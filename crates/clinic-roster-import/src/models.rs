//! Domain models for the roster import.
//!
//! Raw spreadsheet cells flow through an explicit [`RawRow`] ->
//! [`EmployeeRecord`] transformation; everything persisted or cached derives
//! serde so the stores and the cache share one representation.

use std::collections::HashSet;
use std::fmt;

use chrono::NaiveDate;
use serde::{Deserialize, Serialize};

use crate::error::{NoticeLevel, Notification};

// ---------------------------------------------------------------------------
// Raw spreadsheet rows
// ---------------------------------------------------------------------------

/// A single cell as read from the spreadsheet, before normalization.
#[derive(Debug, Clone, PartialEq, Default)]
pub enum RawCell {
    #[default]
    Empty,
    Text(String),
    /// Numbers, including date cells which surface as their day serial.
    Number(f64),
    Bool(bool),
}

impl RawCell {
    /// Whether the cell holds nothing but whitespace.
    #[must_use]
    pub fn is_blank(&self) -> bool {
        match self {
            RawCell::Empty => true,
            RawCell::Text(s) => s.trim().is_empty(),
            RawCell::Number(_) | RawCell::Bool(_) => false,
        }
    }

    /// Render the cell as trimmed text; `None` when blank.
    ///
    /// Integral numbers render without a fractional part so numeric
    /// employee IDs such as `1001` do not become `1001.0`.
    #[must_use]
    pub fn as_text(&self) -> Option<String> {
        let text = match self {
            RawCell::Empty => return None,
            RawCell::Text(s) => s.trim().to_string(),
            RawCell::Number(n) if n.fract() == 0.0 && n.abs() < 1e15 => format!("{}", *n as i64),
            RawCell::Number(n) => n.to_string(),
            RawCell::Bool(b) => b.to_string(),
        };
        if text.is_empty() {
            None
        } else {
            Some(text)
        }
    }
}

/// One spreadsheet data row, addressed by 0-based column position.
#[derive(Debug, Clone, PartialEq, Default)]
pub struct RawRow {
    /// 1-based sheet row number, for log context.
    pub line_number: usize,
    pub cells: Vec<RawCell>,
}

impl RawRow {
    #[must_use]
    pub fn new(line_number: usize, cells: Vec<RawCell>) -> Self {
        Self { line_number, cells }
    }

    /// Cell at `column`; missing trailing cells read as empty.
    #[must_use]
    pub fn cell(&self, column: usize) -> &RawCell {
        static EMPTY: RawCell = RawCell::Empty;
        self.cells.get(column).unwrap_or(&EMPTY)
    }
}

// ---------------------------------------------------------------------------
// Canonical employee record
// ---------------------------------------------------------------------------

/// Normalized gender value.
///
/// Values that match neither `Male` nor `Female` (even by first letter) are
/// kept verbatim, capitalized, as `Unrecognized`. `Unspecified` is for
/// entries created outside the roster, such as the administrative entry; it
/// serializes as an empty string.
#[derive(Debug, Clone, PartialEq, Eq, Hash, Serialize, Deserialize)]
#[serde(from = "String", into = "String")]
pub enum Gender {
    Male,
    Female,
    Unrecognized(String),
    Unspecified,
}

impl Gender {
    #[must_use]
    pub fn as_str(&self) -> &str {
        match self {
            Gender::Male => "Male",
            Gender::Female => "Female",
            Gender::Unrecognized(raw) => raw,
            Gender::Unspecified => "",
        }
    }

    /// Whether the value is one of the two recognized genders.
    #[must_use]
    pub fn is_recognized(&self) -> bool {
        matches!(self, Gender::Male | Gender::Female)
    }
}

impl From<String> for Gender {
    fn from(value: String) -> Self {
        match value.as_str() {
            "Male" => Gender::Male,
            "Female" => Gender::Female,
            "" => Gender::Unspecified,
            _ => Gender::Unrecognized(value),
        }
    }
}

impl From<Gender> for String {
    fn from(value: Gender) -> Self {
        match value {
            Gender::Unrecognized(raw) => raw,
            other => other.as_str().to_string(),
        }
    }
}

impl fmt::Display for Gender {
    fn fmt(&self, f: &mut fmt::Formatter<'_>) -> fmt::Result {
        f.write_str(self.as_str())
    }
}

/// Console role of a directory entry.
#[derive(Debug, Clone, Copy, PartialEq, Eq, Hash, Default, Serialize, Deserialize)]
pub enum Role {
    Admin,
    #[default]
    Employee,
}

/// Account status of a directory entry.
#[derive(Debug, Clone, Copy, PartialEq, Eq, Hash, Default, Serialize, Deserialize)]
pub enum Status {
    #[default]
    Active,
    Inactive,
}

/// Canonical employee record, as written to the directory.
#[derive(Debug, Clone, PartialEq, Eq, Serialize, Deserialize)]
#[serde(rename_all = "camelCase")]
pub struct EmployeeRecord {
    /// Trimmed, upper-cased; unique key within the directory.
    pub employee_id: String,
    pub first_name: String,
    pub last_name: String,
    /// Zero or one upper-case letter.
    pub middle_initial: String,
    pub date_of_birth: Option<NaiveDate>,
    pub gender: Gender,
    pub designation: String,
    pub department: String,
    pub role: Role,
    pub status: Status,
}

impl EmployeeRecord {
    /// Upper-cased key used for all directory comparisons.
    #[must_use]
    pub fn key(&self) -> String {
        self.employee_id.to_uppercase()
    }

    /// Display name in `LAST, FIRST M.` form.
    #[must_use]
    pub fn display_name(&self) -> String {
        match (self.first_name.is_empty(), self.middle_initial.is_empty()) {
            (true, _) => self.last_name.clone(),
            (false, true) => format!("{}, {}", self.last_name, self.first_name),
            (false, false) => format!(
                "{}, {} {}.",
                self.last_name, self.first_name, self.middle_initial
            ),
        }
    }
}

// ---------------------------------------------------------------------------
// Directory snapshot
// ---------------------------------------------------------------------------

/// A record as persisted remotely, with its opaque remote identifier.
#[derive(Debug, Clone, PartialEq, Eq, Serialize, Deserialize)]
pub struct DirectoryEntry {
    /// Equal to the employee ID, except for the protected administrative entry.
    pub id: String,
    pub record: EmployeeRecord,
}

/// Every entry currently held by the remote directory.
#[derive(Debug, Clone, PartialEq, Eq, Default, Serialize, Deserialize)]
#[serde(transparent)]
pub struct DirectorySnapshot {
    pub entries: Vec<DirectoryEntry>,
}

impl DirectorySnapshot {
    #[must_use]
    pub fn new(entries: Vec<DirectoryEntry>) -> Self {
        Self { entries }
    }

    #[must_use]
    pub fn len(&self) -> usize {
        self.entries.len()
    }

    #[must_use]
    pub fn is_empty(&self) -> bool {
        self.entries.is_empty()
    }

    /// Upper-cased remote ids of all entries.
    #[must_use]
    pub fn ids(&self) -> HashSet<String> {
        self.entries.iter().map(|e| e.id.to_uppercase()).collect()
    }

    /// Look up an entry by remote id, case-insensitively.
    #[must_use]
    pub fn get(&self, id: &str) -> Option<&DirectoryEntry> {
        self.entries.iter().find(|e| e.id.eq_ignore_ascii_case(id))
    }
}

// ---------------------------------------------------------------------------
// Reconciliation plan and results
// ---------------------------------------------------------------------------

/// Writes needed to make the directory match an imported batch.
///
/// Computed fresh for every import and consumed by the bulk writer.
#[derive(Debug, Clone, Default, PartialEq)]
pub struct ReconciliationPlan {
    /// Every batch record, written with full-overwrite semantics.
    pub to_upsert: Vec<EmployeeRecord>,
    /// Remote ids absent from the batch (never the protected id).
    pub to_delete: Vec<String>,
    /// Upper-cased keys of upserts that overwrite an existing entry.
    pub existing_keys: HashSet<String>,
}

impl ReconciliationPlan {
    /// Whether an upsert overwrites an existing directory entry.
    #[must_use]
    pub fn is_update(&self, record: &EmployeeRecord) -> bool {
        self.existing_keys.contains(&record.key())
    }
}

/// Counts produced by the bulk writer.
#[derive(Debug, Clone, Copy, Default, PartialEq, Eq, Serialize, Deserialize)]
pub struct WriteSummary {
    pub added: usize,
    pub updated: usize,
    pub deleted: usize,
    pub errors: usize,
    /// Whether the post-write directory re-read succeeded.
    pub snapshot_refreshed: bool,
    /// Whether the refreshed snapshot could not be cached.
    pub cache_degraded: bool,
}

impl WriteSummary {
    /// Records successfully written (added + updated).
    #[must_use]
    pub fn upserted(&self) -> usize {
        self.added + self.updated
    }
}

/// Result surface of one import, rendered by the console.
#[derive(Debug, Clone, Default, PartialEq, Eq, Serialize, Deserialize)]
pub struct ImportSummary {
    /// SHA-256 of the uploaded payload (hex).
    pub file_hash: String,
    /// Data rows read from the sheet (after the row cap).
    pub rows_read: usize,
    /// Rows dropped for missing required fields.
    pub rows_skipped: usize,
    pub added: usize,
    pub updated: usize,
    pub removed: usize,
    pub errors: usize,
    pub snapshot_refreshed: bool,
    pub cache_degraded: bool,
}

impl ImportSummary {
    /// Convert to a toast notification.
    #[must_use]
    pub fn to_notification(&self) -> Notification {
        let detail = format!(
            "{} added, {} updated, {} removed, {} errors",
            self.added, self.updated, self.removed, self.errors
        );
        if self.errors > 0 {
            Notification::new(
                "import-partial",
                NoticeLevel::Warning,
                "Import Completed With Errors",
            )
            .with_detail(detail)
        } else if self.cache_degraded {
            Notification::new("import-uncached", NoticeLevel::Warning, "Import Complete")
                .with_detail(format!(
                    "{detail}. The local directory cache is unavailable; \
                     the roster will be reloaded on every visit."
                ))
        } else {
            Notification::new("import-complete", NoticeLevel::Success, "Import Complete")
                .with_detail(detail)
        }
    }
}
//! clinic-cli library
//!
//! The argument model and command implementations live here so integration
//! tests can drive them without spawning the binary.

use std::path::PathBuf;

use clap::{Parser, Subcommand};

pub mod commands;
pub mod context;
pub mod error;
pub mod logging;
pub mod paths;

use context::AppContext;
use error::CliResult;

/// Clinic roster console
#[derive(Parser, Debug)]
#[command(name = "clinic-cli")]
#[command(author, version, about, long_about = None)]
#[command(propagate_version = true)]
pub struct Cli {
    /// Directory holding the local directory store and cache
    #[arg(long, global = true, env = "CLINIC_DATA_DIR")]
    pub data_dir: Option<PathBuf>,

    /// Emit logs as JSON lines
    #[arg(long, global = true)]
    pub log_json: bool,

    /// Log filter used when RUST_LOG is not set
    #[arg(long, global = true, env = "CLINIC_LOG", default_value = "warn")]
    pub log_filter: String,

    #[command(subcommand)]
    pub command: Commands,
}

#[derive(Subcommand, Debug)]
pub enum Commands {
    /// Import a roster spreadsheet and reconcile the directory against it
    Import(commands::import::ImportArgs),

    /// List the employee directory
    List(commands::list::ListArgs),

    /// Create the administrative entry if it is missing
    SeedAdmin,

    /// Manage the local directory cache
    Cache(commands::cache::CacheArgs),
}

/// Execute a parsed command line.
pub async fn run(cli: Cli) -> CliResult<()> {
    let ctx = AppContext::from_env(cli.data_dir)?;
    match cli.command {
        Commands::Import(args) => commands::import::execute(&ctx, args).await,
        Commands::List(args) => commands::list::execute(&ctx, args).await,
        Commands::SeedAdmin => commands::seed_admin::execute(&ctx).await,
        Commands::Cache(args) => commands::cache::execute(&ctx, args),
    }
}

──────

After locating the line with "Clinic roster console" in the material above, return it and each line after it exactly, ending at the line with "pub enum Commands".

/// Clinic roster console
#[derive(Parser, Debug)]
#[command(name = "clinic-cli")]
#[command(author, version, about, long_about = None)]
#[command(propagate_version = true)]
pub struct Cli {
    /// Directory holding the local directory store and cache
    #[arg(long, global = true, env = "CLINIC_DATA_DIR")]
    pub data_dir: Option<PathBuf>,

    /// Emit logs as JSON lines
    #[arg(long, global = true)]
    pub log_json: bool,

    /// Log filter used when RUST_LOG is not set
    #[arg(long, global = true, env = "CLINIC_LOG", default_value = "warn")]
    pub log_filter: String,

    #[command(subcommand)]
    pub command: Commands,
}

#[derive(Subcommand, Debug)]
pub enum Commands {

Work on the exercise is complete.